Chae [82] investigated RS evolution in DMD of low alloy steel by numerical simulation of laser–powder interaction and molten fluid flow, and then the temperature distribution was used to calculate the thermal strains, volumetric strains (from martensitic phase transformations), and plastic strains due to the phase transformations. The strains were used to calculate RSs from three-dimensional Hooke’s law. XRD was used to measure residual strains for a comparison to the simulation predictions, and it was determined that the stresses at the top surface were over-predicted by 8.6%, and those at the melt pool interface were over-predicted by 35.7%. The discrepancies were attributed to the extrapolated values of AISI 4340 steel material properties at high temperatures, due to limitations of access in the database [82].

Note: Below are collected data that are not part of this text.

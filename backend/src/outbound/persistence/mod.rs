//! PostgreSQL persistence adapters using Diesel ORM.
//!
//! Concrete implementations of the repository ports, backed by PostgreSQL
//! through `diesel-async` with `bb8` pooling.
//!
//! - **Thin adapters**: repositories translate rows to domain types and run
//!   the domain's pure rules inside a transaction; the rules themselves live
//!   in `domain::ledger` and `domain::staffing`.
//! - **Internal models**: row structs (`models.rs`) and the schema
//!   (`schema.rs`) never leave this module.
//! - **Domain errors**: pool and Diesel failures are mapped in
//!   `error_mapping.rs`; unique constraint names select the field reported
//!   back to the client.
//!
//! ```ignore
//! use mechanic_shop::outbound::persistence::{DbPool, DieselPartRepository, PoolConfig};
//!
//! let pool = DbPool::new(PoolConfig::new("postgres://localhost/shop")).await?;
//! let parts = DieselPartRepository::new(pool);
//! ```

mod diesel_identity_repository;
mod diesel_part_repository;
mod diesel_ticket_repository;
mod error_mapping;
mod migrations;
mod models;
mod pool;
mod schema;

pub use diesel_identity_repository::DieselIdentityRepository;
pub use diesel_part_repository::DieselPartRepository;
pub use diesel_ticket_repository::DieselTicketRepository;
pub use migrations::run_migrations;
pub use pool::{DbPool, PoolConfig, PoolError};
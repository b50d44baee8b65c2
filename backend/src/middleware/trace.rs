//! Request middleware assigning a [`TraceId`] and logging each exchange.
//!
//! The identifier is held in task-local storage for the lifetime of the
//! request, so domain errors raised by handlers pick it up automatically and
//! the response echoes it in the `trace-id` header.

use std::task::{Context, Poll};
use std::time::Instant;

use actix_web::Error;
use actix_web::dev::{Service, ServiceRequest, ServiceResponse, Transform};
use actix_web::http::header::{HeaderName, HeaderValue};
use futures_util::future::{LocalBoxFuture, Ready, ready};
use tracing::{error, info};

use crate::domain::{TRACE_ID_HEADER, TraceId};

/// Middleware factory; wrap an `App` with it.
///
/// ```
/// use actix_web::App;
/// use mechanic_shop::Trace;
///
/// let _app = App::new().wrap(Trace);
/// ```
#[derive(Clone)]
pub struct Trace;

impl<S, B> Transform<S, ServiceRequest> for Trace
where
    S: Service<ServiceRequest, Response = ServiceResponse<B>, Error = Error> + 'static,
    S::Future: 'static,
    B: 'static,
{
    type Response = ServiceResponse<B>;
    type Error = Error;
    type InitError = ();
    type Transform = TraceMiddleware<S>;
    type Future = Ready<Result<Self::Transform, Self::InitError>>;

    fn new_transform(&self, service: S) -> Self::Future {
        ready(Ok(TraceMiddleware { service }))
    }
}

/// Service produced by [`Trace`].
pub struct TraceMiddleware<S> {
    service: S,
}

impl<S, B> Service<ServiceRequest> for TraceMiddleware<S>
where
    S: Service<ServiceRequest, Response = ServiceResponse<B>, Error = Error> + 'static,
    S::Future: 'static,
    B: 'static,
{
    type Response = ServiceResponse<B>;
    type Error = Error;
    type Future = LocalBoxFuture<'static, Result<Self::Response, Self::Error>>;

    fn poll_ready(&self, cx: &mut Context<'_>) -> Poll<Result<(), Self::Error>> {
        self.service.poll_ready(cx)
    }

    fn call(&self, req: ServiceRequest) -> Self::Future {
        let trace_id = TraceId::generate();
        let method = req.method().clone();
        let path = req.path().to_owned();
        let started = Instant::now();
        let fut = self.service.call(req);
        Box::pin(TraceId::scope(trace_id, async move {
            let mut res = fut.await?;
            info!(
                trace_id = %trace_id,
                %method,
                path,
                status = res.status().as_u16(),
                elapsed_ms = started.elapsed().as_millis(),
                "request handled"
            );
            match HeaderValue::from_str(&trace_id.to_string()) {
                Ok(value) => {
                    res.response_mut()
                        .headers_mut()
                        .insert(HeaderName::from_static(TRACE_ID_HEADER), value);
                }
                Err(error) => {
                    error!(%error, trace_id = %trace_id, "failed to encode trace identifier header");
                }
            }
            Ok(res)
        }))
    }
}
//! Port for one-way password hashing.

use crate::domain::{PasswordHash, PlainPassword};

use super::define_port_error;

define_port_error! {
    /// Failures raised by password hashing adapters.
    pub enum PasswordHashError {
        /// Hashing or verification failed inside the adapter.
        Hashing { message: String } => "password hashing failed: {message}",
    }
}

/// Salted, slow password hashing with constant-time verification.
#[cfg_attr(test, mockall::automock)]
pub trait PasswordHasher: Send + Sync {
    /// Hash a validated plaintext password.
    fn hash(&self, password: &PlainPassword) -> Result<PasswordHash, PasswordHashError>;

    /// Compare a candidate password with a stored hash.
    fn verify(&self, candidate: &str, hash: &PasswordHash) -> Result<bool, PasswordHashError>;
}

Parry et al. [83] explored the effect of scan strategy on RS formation through simulations of SLM of Ti–6Al–4V alloy. The coupled thermo-mechanical analysis utilized the Goldak double ellipsoid heat source model, and time-independent plasticity was modeled with a von Mises yield criterion to capture the cyclic non-linear work hardening effect (the Baushinger effect). It was not explicitly stated whether or not microstructure evolution was modeled [83].
Li et al. [9] developed a multiscale finite element approach for prediction of part distortion and RSs generated during SLM of AlSi10Mg powder. The proposed simulation involved the micro-scale modeling of a single track to obtain a temperature history, and then a meso-scale model, which extended the micro-scale model to a deposited powder layer, as shown in Figure 21; finally, a macro-scale model was used to apply the thermal load calculated from the meso-scale model to an entire part. Applying the Gaussian heat source distribution to the surface of a powder layer, the micro-scale model was solved. The temperature history was used as an input to the meso-scale model, where an equivalent body heat flux was applied to the entire layer as follows:
q =   A P d s d m H   ,
where ds is the laser spot diameter, dm is the melt pool depth, and H is the scan spacing (hatch spacing). Finally, the macro-scale model was a coupled thermo-mechanical analysis, and the part was divided into 12 layers, with each layer given the equivalent body heat flux [9].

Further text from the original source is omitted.